Good that prices are coming down on stuff but I can't see how any of these companies here making stuff will stay in business competing against China.
Consumers say local products are too pricey, while manufacturers claim that taxes, banking fees are sinking their ability to compete
buenosairesherald.com
Argentina should think this through very carefully. Amazon devastated shopping malls and has pushed department stores and bookstores to the brink of extinction. Commercial property vacancies have never fully recovered. Now, it’s slowly taking over nearly every commerce channel—domestic freight, car sales, pharmaceuticals, even healthcare.

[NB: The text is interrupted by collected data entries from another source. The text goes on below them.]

use crate::{collision::contact::ContactManifold, core::rigidbody::BodyHandle};

/// Unordered body pair stored as (min, max) so (A, B) and (B, A) are the same key.
#[derive(Debug, Clone, Copy, PartialEq, Eq, Hash, PartialOrd, Ord)]
pub struct PairKey {
    first: BodyHandle,
    second: BodyHandle,
}

impl PairKey {
    pub fn new(a: BodyHandle, b: BodyHandle) -> Self {
        if a <= b {
            Self { first: a, second: b }
        } else {
            Self { first: b, second: a }
        }
    }

    pub fn first(&self) -> BodyHandle {
        self.first
    }

    pub fn second(&self) -> BodyHandle {
        self.second
    }

    pub fn bodies(&self) -> (BodyHandle, BodyHandle) {
        (self.first, self.second)
    }

    pub fn involves(&self, body: BodyHandle) -> bool {
        self.first == body || self.second == body
    }

    /// The partner of `body` in this pair, if `body` belongs to it.
    pub fn other(&self, body: BodyHandle) -> Option<BodyHandle> {
        if self.first == body {
            Some(self.second)
        } else if self.second == body {
            Some(self.first)
        } else {
            None
        }
    }
}

/// State kept for a broad-phase pair between its creation and destruction.
#[derive(Debug, Clone)]
pub struct OverlappingPair {
    pub key: PairKey,
    pub manifold: ContactManifold,
    /// Whether the manifold held points at the end of the previous step.
    pub(crate) was_touching: bool,
}

impl OverlappingPair {
    pub fn new(key: PairKey) -> Self {
        Self {
            key,
            manifold: ContactManifold::new(key.first(), key.second()),
            was_touching: false,
        }
    }

    pub fn is_touching(&self) -> bool {
        !self.manifold.is_empty()
    }

    /// True when contacts appeared during the last narrow-phase pass.
    pub fn contact_started(&self) -> bool {
        self.is_touching() && !self.was_touching
    }
}
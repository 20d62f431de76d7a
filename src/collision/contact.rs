use glam::Vec3;

use crate::core::{rigidbody::BodyHandle, types::Transform};

/// Largest number of points a manifold keeps.
pub const MAX_MANIFOLD_POINTS: usize = 4;

/// Raw narrow-phase output for one contact.
///
/// `normal` points from body 1 toward body 2 in world space. `depth` is
/// positive when the shapes interpenetrate and negative for a speculative
/// contact inside the hysteresis margin.
#[derive(Debug, Clone, Copy, PartialEq)]
pub struct ContactPointInfo {
    pub normal: Vec3,
    pub depth: f32,
    /// Point on shape 1, in body 1's local frame.
    pub local_point1: Vec3,
    /// Point on shape 2, in body 2's local frame.
    pub local_point2: Vec3,
}

/// Contact point cached across steps together with its accumulated impulses.
#[derive(Debug, Clone, Copy, PartialEq)]
pub struct ContactPoint {
    pub local_point1: Vec3,
    pub local_point2: Vec3,
    pub world_point1: Vec3,
    pub world_point2: Vec3,
    pub normal: Vec3,
    pub depth: f32,
    pub normal_impulse: f32,
    /// Accumulated friction impulse in world space, re-projected onto the
    /// tangent basis each step.
    pub friction_impulse: Vec3,
    /// Steps this point has survived.
    pub age: u32,
}

impl ContactPoint {
    fn from_info(info: &ContactPointInfo, transform1: &Transform, transform2: &Transform) -> Self {
        Self {
            local_point1: info.local_point1,
            local_point2: info.local_point2,
            world_point1: transform1.transform_point(info.local_point1),
            world_point2: transform2.transform_point(info.local_point2),
            normal: info.normal,
            depth: info.depth,
            normal_impulse: 0.0,
            friction_impulse: Vec3::ZERO,
            age: 0,
        }
    }

    /// Midpoint of the two witness points.
    pub fn position(&self) -> Vec3 {
        (self.world_point1 + self.world_point2) * 0.5
    }
}

/// Persistent set of contact points between two bodies.
#[derive(Debug, Clone)]
pub struct ContactManifold {
    pub body1: BodyHandle,
    pub body2: BodyHandle,
    points: Vec<ContactPoint>,
}

impl ContactManifold {
    pub fn new(body1: BodyHandle, body2: BodyHandle) -> Self {
        Self {
            body1,
            body2,
            points: Vec::with_capacity(MAX_MANIFOLD_POINTS),
        }
    }

    pub fn points(&self) -> &[ContactPoint] {
        &self.points
    }

    pub fn points_mut(&mut self) -> &mut [ContactPoint] {
        &mut self.points
    }

    pub fn len(&self) -> usize {
        self.points.len()
    }

    pub fn is_empty(&self) -> bool {
        self.points.is_empty()
    }

    pub fn clear(&mut self) {
        self.points.clear();
    }

    /// Normal of the deepest point, or zero for an empty manifold.
    pub fn normal(&self) -> Vec3 {
        self.deepest().map(|p| p.normal).unwrap_or(Vec3::ZERO)
    }

    pub fn max_depth(&self) -> f32 {
        self.deepest().map(|p| p.depth).unwrap_or(0.0)
    }

    fn deepest(&self) -> Option<&ContactPoint> {
        self.points.iter().max_by(|a, b| a.depth.total_cmp(&b.depth))
    }

    /// Re-projects cached points with the current transforms and drops those
    /// that separated or slid further than `threshold`.
    pub fn refresh(&mut self, transform1: &Transform, transform2: &Transform, threshold: f32) {
        let threshold_sq = threshold * threshold;
        self.points.retain_mut(|point| {
            point.world_point1 = transform1.transform_point(point.local_point1);
            point.world_point2 = transform2.transform_point(point.local_point2);
            let offset = point.world_point1 - point.world_point2;
            point.depth = offset.dot(point.normal);
            if point.depth < -threshold {
                return false;
            }
            let tangential = offset - point.normal * point.depth;
            point.age = point.age.saturating_add(1);
            tangential.length_squared() <= threshold_sq
        });
    }

    /// Adds a fresh narrow-phase point. A point close to a cached one takes its
    /// place but inherits the accumulated impulses.
    pub fn add_point(
        &mut self,
        info: &ContactPointInfo,
        transform1: &Transform,
        transform2: &Transform,
        threshold: f32,
    ) {
        let mut point = ContactPoint::from_info(info, transform1, transform2);
        let threshold_sq = threshold * threshold;

        if let Some(existing) = self
            .points
            .iter_mut()
            .find(|p| p.world_point1.distance_squared(point.world_point1) <= threshold_sq)
        {
            point.normal_impulse = existing.normal_impulse;
            point.friction_impulse = existing.friction_impulse;
            point.age = existing.age;
            *existing = point;
            return;
        }

        self.points.push(point);
        if self.points.len() > MAX_MANIFOLD_POINTS {
            let drop = self.point_to_drop();
            self.points.swap_remove(drop);
        }
    }

    /// Index of the point whose removal leaves the largest contact area. The
    /// deepest point is never chosen.
    fn point_to_drop(&self) -> usize {
        let deepest = self
            .points
            .iter()
            .enumerate()
            .max_by(|(_, a), (_, b)| a.depth.total_cmp(&b.depth))
            .map(|(i, _)| i)
            .unwrap_or(0);

        let mut best = if deepest == 0 { 1 } else { 0 };
        let mut best_area = f32::NEG_INFINITY;
        for candidate in 0..self.points.len() {
            if candidate == deepest {
                continue;
            }
            let remaining: Vec<Vec3> = self
                .points
                .iter()
                .enumerate()
                .filter(|(i, _)| *i != candidate)
                .map(|(_, p)| p.world_point1)
                .collect();
            let area = quad_area(&remaining);
            if area > best_area {
                best_area = area;
                best = candidate;
            }
        }
        best
    }
}

/// Area estimate of four points regardless of their ordering: the largest
/// diagonal cross product among the three possible pairings.
fn quad_area(points: &[Vec3]) -> f32 {
    let [p0, p1, p2, p3] = match points {
        [a, b, c, d] => [*a, *b, *c, *d],
        _ => return 0.0,
    };
    let a = (p0 - p1).cross(p2 - p3).length_squared();
    let b = (p0 - p2).cross(p1 - p3).length_squared();
    let c = (p0 - p3).cross(p1 - p2).length_squared();
    a.max(b).max(c)
}
//! Simulation dynamics: integration, joints, contact constraints and the solver.

pub mod contact_constraint;
pub mod integrator;
pub mod joints;
pub mod solver;

pub use contact_constraint::ContactConstraint;
pub use integrator::Integrator;
pub use joints::{
    BallAndSocketJoint, DistanceJoint, Joint, JointAnchors, JointDesc, JointHandle, JointKind,
};
pub use solver::{
    Constraint, ConstraintSolver, SolverBody, SolverSettings, SolverStepData, SolverStepMetrics,
};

Critics rightly point out that Amazon replaced good, middle-class jobs with warehouse work driven by punishing productivity metrics. Yet, at least in the U.S., you can argue that the logistics, jobs, technology, and infrastructure remain
within the country.
For Argentina to throw open the doors to a Chinese version of Amazon without understanding the impact on its own labor market isn’t just shortsighted—it’s dangerous. Chinese factories are propped up by state-backed financing and opaque “shadow banking” subsidies. Their dumping practices—flooding markets with underpriced goods to capture foreign trade—pose a very real threat.
Argentine businesses should strive to be more competitive, yes, but it’s naive to think local manufacturing can match China’s artificially low production costs on equal terms. Before pretending that clothes made in Argentina can be as cheap as those made in China, the government would do far better to study how China supports its own manufacturing sector—and replicate that model.